What is wrong with this picture?

Subject: Re: [Gimp-user] What is wrong with this picture? From: liam@holoweb.net
To: strata_ranger@hotmail.com
CC: gimp-user-list@gnome.org
Date: Thu, 21 Feb 2013 14:35:07 -0500

I don't know where you get your "results should be like this"... you are not "increasing the magenta channel by 30%", you are mapping all pixels whose colour value in RGB space is within 30 degrees of magenta to a completely different hue, to a different location in HSV space....

The effect you show happens with all the colour "channels".

I think you are wanting to increase saturation.

Or am I missing something?

Liam

You missed only one (very important) detail: The tool's Overlap setting.

IF we left the overlap setting at zero, then we would get exactly what you described -- only those pixels within absolutely 30 degrees of Magenta would be affected, everything else remains the same.

BUT with an Overlap setting of 50%, this "blurs" the threshold between Magenta and Red (and likewise between Magenta and Blue). All pixels with hues falling between a 15° ~ 45° deviation from Magenta (a 30° range, or 50% of the 60° between Magenta and its neighbors) will receive a variable percentage (100% ~ 0%, respectively) of the Magenta channel's adjustment.

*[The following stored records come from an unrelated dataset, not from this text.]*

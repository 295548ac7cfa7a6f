//! The spine: the linear reading order of a package.

/// An `itemref` of the spine.
#[derive(Clone, Debug, PartialEq, Eq)]
pub struct SpineEntry {
    pub(crate) idref: String,
    pub(crate) linear: bool,
}

impl SpineEntry {
    /// The ID of the referenced manifest item.
    pub fn idref(&self) -> &str {
        &self.idref
    }

    /// Returns `false` if the entry is flagged `linear="no"`
    /// (auxiliary content such as footnotes or answer keys).
    pub fn is_linear(&self) -> bool {
        self.linear
    }
}

/// The ordered spine of a package.
///
/// Every entry is guaranteed to reference an existing manifest item;
/// entries with an unknown `idref` are dropped while parsing.
#[derive(Clone, Debug, Default, PartialEq, Eq)]
pub struct Spine {
    pub(crate) entries: Vec<SpineEntry>,
    /// The manifest ID given by the legacy `toc` attribute (EPUB 2 NCX).
    pub(crate) toc: Option<String>,
}

impl Spine {
    /// Returns the entry at `index` in reading order.
    pub fn get(&self, index: usize) -> Option<&SpineEntry> {
        self.entries.get(index)
    }

    /// The manifest ID of the legacy NCX document declared by the
    /// spine's `toc` attribute, if any.
    pub fn toc_id(&self) -> Option<&str> {
        self.toc.as_deref()
    }

    /// Iterates over the entries in reading order.
    pub fn iter(&self) -> std::slice::Iter<'_, SpineEntry> {
        self.entries.iter()
    }

    /// The number of entries.
    pub fn len(&self) -> usize {
        self.entries.len()
    }

    /// Returns `true` if the spine has no entries.
    pub fn is_empty(&self) -> bool {
        self.entries.is_empty()
    }
}

impl<'a> IntoIterator for &'a Spine {
    type Item = &'a SpineEntry;
    type IntoIter = std::slice::Iter<'a, SpineEntry>;

    fn into_iter(self) -> Self::IntoIter {
        self.iter()
    }
}
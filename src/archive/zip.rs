use crate::archive::errors::{ArchiveError, ArchiveResult};
use crate::archive::{self, Archive, ArchiveEntry};
use crate::util::sync::Lock;
use ::zip::CompressionMethod;
use ::zip::ZipArchive as Zip;
use ::zip::result::ZipError;
use std::collections::HashMap;
use std::collections::hash_map::Entry;
use std::io::{self, Read, Seek};
use std::path::Path;

/// Upper bound of what is preallocated before inflating an entry.
/// The declared size of an entry is untrusted input.
const MAX_PREALLOCATION: u64 = 16 * 1024 * 1024;

pub(crate) struct ZipArchive<R> {
    zip: Lock<Zip<R>>,
    entries: Vec<ArchiveEntry>,
    /// Exact entry name -> central directory index
    exact: HashMap<String, usize>,
    /// Folded entry name -> central directory index
    folded: HashMap<String, usize>,
}

impl<R: Read + Seek> ZipArchive<R> {
    /// `reader` (and optional `path` for a more descriptive error message).
    ///
    /// Only the central directory is read here; no entry is inflated.
    pub(crate) fn new(reader: R, path: Option<&Path>) -> ArchiveResult<Self> {
        let unreadable = |error: ZipError| ArchiveError::NotAContainer {
            source: io::Error::from(error),
            path: path.map(Path::to_path_buf),
        };
        let mut zip = Zip::new(reader).map_err(unreadable)?;
        let mut entries = Vec::with_capacity(zip.len());
        let mut exact = HashMap::with_capacity(zip.len());
        let mut folded = HashMap::with_capacity(zip.len());

        for index in 0..zip.len() {
            let file = zip.by_index_raw(index).map_err(unreadable)?;
            if file.is_dir() {
                continue;
            }
            let entry = ArchiveEntry {
                name: file.name().to_owned(),
                compressed_size: file.compressed_size(),
                uncompressed_size: file.size(),
                is_compressed: file.compression() != CompressionMethod::Stored,
            };

            exact.entry(entry.name.clone()).or_insert(index);
            match folded.entry(archive::fold_key(&entry.name)) {
                Entry::Vacant(vacant) => {
                    vacant.insert(index);
                }
                Entry::Occupied(occupied) => log::warn!(
                    "Container entry `{}` shadowed by an earlier entry under `{}`",
                    entry.name,
                    occupied.key(),
                ),
            }
            entries.push(entry);
        }

        log::debug!("Indexed {} container entries", entries.len());

        Ok(Self {
            zip: Lock::new(zip),
            entries,
            exact,
            folded,
        })
    }

    fn index_of(&self, key: &str) -> Option<usize> {
        self.exact
            .get(key)
            .or_else(|| self.folded.get(&archive::fold_key(key)))
            .copied()
    }
}

impl<#[cfg(feature = "threadsafe")] R: Send + Sync, #[cfg(not(feature = "threadsafe"))] R> Archive
    for ZipArchive<R>
where
    R: Read + Seek + 'static,
{
    fn entries(&self) -> &[ArchiveEntry] {
        &self.entries
    }

    fn contains(&self, key: &str) -> bool {
        self.index_of(key).is_some()
    }

    fn read_bytes(&self, key: &str) -> ArchiveResult<Vec<u8>> {
        let cannot_read = |source: io::Error| ArchiveError::CannotRead {
            source,
            key: key.to_owned(),
        };
        let index = self.index_of(key).ok_or_else(|| ArchiveError::NotFound {
            key: key.to_owned(),
        })?;

        log::trace!("Inflating container entry `{key}`");

        let mut zip = self.zip.acquire();
        let mut file = zip
            .by_index(index)
            .map_err(|error| cannot_read(io::Error::from(error)))?;
        let mut buf = Vec::with_capacity(file.size().min(MAX_PREALLOCATION) as usize);

        file.read_to_end(&mut buf).map(|_| buf).map_err(cannot_read)
    }
}
// Paths
pub(crate) const CONTAINER: &str = "META-INF/container.xml";

// Container attributes
pub(crate) const FULL_PATH: &str = "full-path";

// General attributes
pub(crate) const ID: &str = "id";
pub(crate) const HREF: &str = "href";
pub(crate) const SRC: &str = "src";
pub(crate) const TYPE: &str = "type";

// Package attributes
pub(crate) const VERSION: &str = "version";
pub(crate) const UNIQUE_ID: &str = "unique-identifier";

// Metadata attributes
pub(crate) const NAME: &str = "name";
pub(crate) const CONTENT: &str = "content";
pub(crate) const PROPERTY: &str = "property";
pub(crate) const REFINES: &str = "refines";

// Metadata values
pub(crate) const COVER: &str = "cover";

// Manifest attributes
pub(crate) const MEDIA_TYPE: &str = "media-type";
pub(crate) const PROPERTIES: &str = "properties";

// Manifest item properties
pub(crate) const COVER_IMAGE_PROPERTY: &str = "cover-image";
pub(crate) const NAV_PROPERTY: &str = "nav";

// Spine attributes
pub(crate) const IDREF: &str = "idref";
pub(crate) const LINEAR: &str = "linear";
pub(crate) const TOC: &str = "toc";

// Nav attribute values
pub(crate) const TOC_TYPE: &str = "toc";

// Media types
pub(crate) const PACKAGE_TYPE: &str = "application/oebps-package+xml";
pub(crate) const NCX_TYPE: &str = "application/x-dtbncx+xml";
pub(crate) const IMAGE_TYPE_PREFIX: &str = "image/";

// constants where calling str.as_bytes() is not possible
pub(crate) mod bytes {
    pub(crate) const ROOT_FILE: &[u8] = b"rootfile";

    pub(crate) const PACKAGE: &[u8] = b"package";
    pub(crate) const METADATA: &[u8] = b"metadata";
    pub(crate) const MANIFEST: &[u8] = b"manifest";
    pub(crate) const SPINE: &[u8] = b"spine";
    pub(crate) const META: &[u8] = b"meta";
    pub(crate) const ITEM: &[u8] = b"item";
    pub(crate) const ITEMREF: &[u8] = b"itemref";

    // XHTML nav
    pub(crate) const NAV: &[u8] = b"nav";
    pub(crate) const LIST_ITEM: &[u8] = b"li";
    pub(crate) const ANCHOR: &[u8] = b"a";
    pub(crate) const SPAN: &[u8] = b"span";
    pub(crate) const HEADINGS: [&[u8]; 6] = [b"h1", b"h2", b"h3", b"h4", b"h5", b"h6"];

    // NCX
    pub(crate) const DOC_TITLE: &[u8] = b"docTitle";
    pub(crate) const NAV_MAP: &[u8] = b"navMap";
    pub(crate) const NAV_POINT: &[u8] = b"navPoint";
    pub(crate) const NAV_LABEL: &[u8] = b"navLabel";
    pub(crate) const TEXT: &[u8] = b"text";
    pub(crate) const CONTENT: &[u8] = b"content";
}
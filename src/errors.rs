//! Error-related types for an [`Epub`](crate::Epub).
//!
//! Failures fall into two groups:
//! - **Fatal**, returned while opening: the container is not a ZIP archive
//!   ([`ArchiveError::NotAContainer`]), the package document cannot be
//!   located ([`FormatError::NoContainerPointer`]), or the package document is
//!   unusable ([`FormatError::MalformedPackage`]).
//! - **Per-request**, returned by content accessors: a path is missing from the
//!   container, the bytes are not text, or a chapter index is out of bounds.
//!   These never affect subsequent requests.
//!
//! [`EbookError::kind`] flattens either group into an [`ErrorKind`].

pub use crate::archive::errors::{ArchiveError, ArchiveResult};
pub use crate::epub::errors::{ContainerError, PackageError};
use std::char::DecodeUtf16Error;
use std::string::FromUtf8Error;

/// Alias for `Result<T, EbookError>`.
pub type EbookResult<T> = Result<T, EbookError>;

/// Unified error type.
#[non_exhaustive]
#[derive(thiserror::Error, Debug)]
pub enum EbookError {
    /// Access to the container has failed.
    #[error(transparent)]
    Archive(#[from] ArchiveError),

    /// The container does not hold a usable EPUB package.
    #[error(transparent)]
    Format(#[from] FormatError),

    /// A chapter was requested by a position outside the spine.
    #[error("Chapter index {index} is out of bounds (chapter count: {len})")]
    OutOfBounds {
        /// The requested index.
        index: usize,
        /// The number of chapters in the spine.
        len: usize,
    },
}

impl EbookError {
    /// The category of this error.
    ///
    /// # Examples
    /// ```
    /// # use pagebound::Epub;
    /// # use pagebound::errors::ErrorKind;
    /// let error = Epub::from_bytes(b"not a zip archive".to_vec()).unwrap_err();
    /// assert_eq!(ErrorKind::NotAContainer, error.kind());
    /// ```
    pub fn kind(&self) -> ErrorKind {
        match self {
            Self::Archive(error) => error.kind(),
            Self::Format(FormatError::NoContainerPointer(_)) => ErrorKind::NoContainerPointer,
            Self::Format(FormatError::MalformedPackage { .. }) => ErrorKind::MalformedPackage,
            Self::OutOfBounds { .. } => ErrorKind::OutOfBounds,
        }
    }

    /// Returns `true` if the error aborts opening an [`Epub`](crate::Epub)
    /// rather than a single content request.
    pub fn is_fatal(&self) -> bool {
        matches!(
            self.kind(),
            ErrorKind::NotAContainer | ErrorKind::NoContainerPointer | ErrorKind::MalformedPackage
        )
    }
}

/// Categories of [`EbookError`].
#[non_exhaustive]
#[derive(Copy, Clone, Debug, PartialEq, Eq, Hash)]
pub enum ErrorKind {
    /// The input is not a readable ZIP container.
    NotAContainer,
    /// `META-INF/container.xml` does not point at a package document.
    NoContainerPointer,
    /// The package document lacks its metadata, manifest or spine,
    /// or is otherwise unusable.
    MalformedPackage,
    /// A requested path does not exist within the container.
    NotFound,
    /// Bytes could not be decoded as text.
    DecodeFailure,
    /// A chapter index lies outside the spine.
    OutOfBounds,
    /// The container entry exists, although reading it failed.
    Io,
}

/// Possible format errors of an EPUB package.
#[non_exhaustive]
#[derive(thiserror::Error, Debug)]
pub enum FormatError {
    /// The package document cannot be located.
    ///
    /// Error Source: `META-INF/container.xml`
    #[error("Unable to locate the package document: {0}")]
    NoContainerPointer(#[from] ContainerError),

    /// The package document is unusable.
    ///
    /// Error Source: `.opf` file
    #[error("Malformed package document `{file}`: {reason}")]
    MalformedPackage {
        /// Container key of the package document.
        file: String,
        /// The root cause.
        #[source]
        reason: PackageError,
    },
}

/// Specific error details regarding `UTF`.
#[derive(thiserror::Error, Debug)]
pub enum UtfError {
    /// Uneven byte count of UTF-16 data.
    #[error("UTF-16 data needs to contain an even amount of bytes (found {0})")]
    UnevenByteCount(usize),

    /// Invalid UTF-8 data.
    #[error(transparent)]
    InvalidUtf8(#[from] FromUtf8Error),

    /// Invalid UTF-16 data.
    #[error(transparent)]
    UndecodableUtf16(#[from] DecodeUtf16Error),
}
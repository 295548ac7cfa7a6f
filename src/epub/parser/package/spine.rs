use crate::epub::book::ParseWarning;
use crate::epub::consts::{self, bytes};
use crate::epub::errors::PackageError;
use crate::epub::manifest::Manifest;
use crate::epub::parser::EpubParser;
use crate::epub::spine::{Spine, SpineEntry};
use crate::parser::xml::{ByteReader, XmlElement, XmlName, XmlReader};
use quick_xml::events::{BytesStart, Event};

impl EpubParser<'_> {
    pub(super) fn new_spine(spine: &BytesStart) -> Spine {
        Spine {
            entries: Vec::new(),
            // EPUB 2 reference to the NCX manifest item
            toc: spine
                .get_attribute(consts::TOC)
                .map(|id| id.trim().to_owned())
                .filter(|id| !id.is_empty()),
        }
    }

    pub(super) fn parse_spine(
        &mut self,
        reader: &mut ByteReader,
        spine_el: &BytesStart,
    ) -> Result<Spine, PackageError> {
        let mut spine = Self::new_spine(spine_el);

        while let Some(event) = reader.next() {
            match event? {
                Event::Start(el) | Event::Empty(el) if el.is_local_name(bytes::ITEMREF) => {
                    let idref = el.get_attribute(consts::IDREF).unwrap_or_default();
                    let linear = el
                        .get_attribute(consts::LINEAR)
                        .is_none_or(|linear| !linear.trim().eq_ignore_ascii_case("no"));

                    spine.entries.push(SpineEntry {
                        idref: idref.trim().to_owned(),
                        linear,
                    });
                }
                Event::End(el) if el.is_local_name(bytes::SPINE) => break,
                _ => {}
            }
        }
        Ok(spine)
    }

    /// Drops spine entries whose `idref` has no manifest counterpart.
    pub(super) fn retain_known_idrefs(
        &mut self,
        spine: &mut Spine,
        manifest: &Manifest,
    ) -> Result<(), PackageError> {
        let entries = std::mem::take(&mut spine.entries);

        for entry in entries {
            if manifest.by_id(&entry.idref).is_some() {
                spine.entries.push(entry);
                continue;
            }
            let error = || PackageError::InvalidIdref(entry.idref.clone());
            self.recover(
                ParseWarning::SkippedSpineEntry {
                    idref: entry.idref.clone(),
                },
                error,
            )?;
        }
        Ok(())
    }
}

Test it yourself: Paint a simple red-to-yellow gradient, then go to the Hue-Saturation tool and (with overlap = 0) drain all saturation out of Red. Next, slowly increase the Overlap slider and watch how the pixel-sharp threshold between the two channels becomes a smooth fade. It's very useful behavior when you're using this tool on photographs or other images with smooth color transitions around the hue thresholds; it just happens to make one epic screwup in this particular usecase.

-- Stratadrake strata_ranger@hotmail.com
--------------------
Numbers may not lie, but neither do they tell the whole truth. =

Liam R E Quin
2013-02-22 04:28:16 UTC (almost 12 years ago)

What is wrong with this picture?

On Thu, 2013-02-21 at 14:03 -0800, Richard Gitschlag wrote:

You missed only one (very important) detail: The tool's Overlap setting.

No, I did it at 50% and mentioned that.

All pixels with hues falling between a 15 ~ 45 deviation from Magenta (a 30 range, or 50% of the 60 between Magenta and its neighbors) will receive a variable percentage (100% ~ 0%, respectively) of the Magenta channel's adjustment.

Right - but only those pixels - and no, no magenta channel, they get their hue remapped. You could think of

I use the tool a lot.

Try it with the "master" colour selected and as you move the Hue slider you'll see it works just like Colours->Colourise, colouring the entire image to the hue you select.

With just Magenta and and overlap, it's like doing select by colour in Hue mode with a broad range, without feathering the selectoin, and then running colours->colorise on that selection.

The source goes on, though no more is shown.